Few things one goes through during the firing period is worth summarising

  • Losing sleep everyday while making the decision, asking yourself frequently if it’s the right decision
  • Every day seeing the colleague and worrying if you are affecting the person’s livelihood. Your own interactions with your targeted colleague in this phase is likely to be evasive or cold. This off course depends on your mental makeup. Sometimes this helps and acts as a heads-up to the person on what’s coming.
  • How the remaining colleagues would react if they got to know (nothing remains a secret).Will we create a situation of fear or lower morale?
  • The biggest challenge is in the “situation room” when you are with your colleague. You might be prepared for the legality/technicality of the firing. But, it’s difficult to prepare for the emotional outburst of your colleague. Some of them cry, few hurl accusations of victimisation, some plead to reverse the decision. Many ask for more time to prove themselves. The some stronger ones threaten to go legal, or ask for a better severance pay. But most of them out of self-esteem or fear of shame say, ‘let’s get over it’ and resign immediately.
  • The difficult part is losing the relationship post separation and  to keep status quo at work with other colleagues. This pretence of nothing happened or trying to justify the firing to other colleagues is the hardest part.

Skill or Mindset

So, what are the essentials to be good at firing people? Is it a skill or Mindset? First thing you need to have is authority. When you are in in a seat of power the necessary responsibility to make the call and the superiority mindset to fire would come with it. In todays and tomorrow’s world every manager needs to develop this mindset. Firing your team members is part of your career development, whether you like it or not. This Mindset cannot be developed by attending any course but comes through years of dealing with volatile situations. Ability to rationalise is another essential trait for people to be comfortable while firing colleagues.

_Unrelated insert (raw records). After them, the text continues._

// src/algorithms/fixed_window.rs

use tracing::debug;

use crate::policy::Policy;
use crate::rate::{Rate, Transition};

/// What a single engine call does to a key's quota
#[derive(Debug, Clone, Copy, PartialEq, Eq)]
pub enum Step {
    /// Take `units` from the quota, rejecting when fewer are left
    Consume(u64),
    /// Admit while any quota is left, without taking from it
    Probe,
    /// Charge `units` after the fact; saturates at zero and never rejects
    Settle(u64),
}

/// Fixed Window rate limiting algorithm
///
/// Each key owns a window that starts on first use and ends `refresh_interval`
/// later. The first access after the end starts a fresh window with the full
/// quota. Windows are anchored per key rather than aligned to the epoch.
///
/// The algorithm is a pure function of the stored state and the clock so that
/// storage backends can run it inside whatever atomic primitive they offer,
/// and retry it when a compare-and-swap loses.
#[derive(Debug, Clone, Copy, Default)]
pub struct FixedWindow;

impl FixedWindow {
    /// Computes the next state of `key` for one step at time `now`
    pub fn apply(
        current: Option<Rate>,
        key: &str,
        policy: &Policy,
        step: Step,
        now: u64,
    ) -> Transition {
        let mut rate = match current {
            Some(mut rate) => {
                if rate.rebase(policy) {
                    debug!(key = key, limit = policy.limit(), "Policy limit changed");
                }
                if rate.is_expired(now) {
                    rate.roll_over(policy, now);
                }
                rate
            }
            None => Rate::fresh(key, policy, now),
        };

        let admitted = match step {
            Step::Consume(units) => {
                if rate.remaining < units {
                    false
                } else {
                    rate.remaining -= units;
                    true
                }
            }
            Step::Probe => rate.remaining > 0,
            Step::Settle(units) => {
                rate.remaining = rate.remaining.saturating_sub(units);
                true
            }
        };

        Transition { rate, admitted }
    }
}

Many times, it isn’t about right or wrong, but purely about the context or circumstance. Most often people do it because they have to. For that very reason, your ability to rationalise to yourself gives the strength to do it without guilt. Yes, Karma can come back at you, but holding back for that reason can render you weak. I was once procrastinating a decision to fire one of my team members. Hence, my boss told me if I didn’t, he would do it himself. That did the trick and I promptly executed his order to save myself the embarrassment.

Personality

One’s tough image also allows them to execute the firing orders at ease. One of my friends was in his notice period with his employer, his successors asked him to fire one of their senior employees. They felt his strong personality would convince the senior employee to resign without much fuss. Furthermore, for the rest of the organisation his participation would serve as an endorsement to the decision.

Firing is a mindset which can become a skill. Espceially for people who can rationalise that as an additional aspect of the job.

Imagine just like Talent Acquisition departments if we had Talent Separation Departments. You think they would be an aspiring department to work for?

As far as all the people whom I have fired so far, will you accept if I say it wasn’t me? But the moment!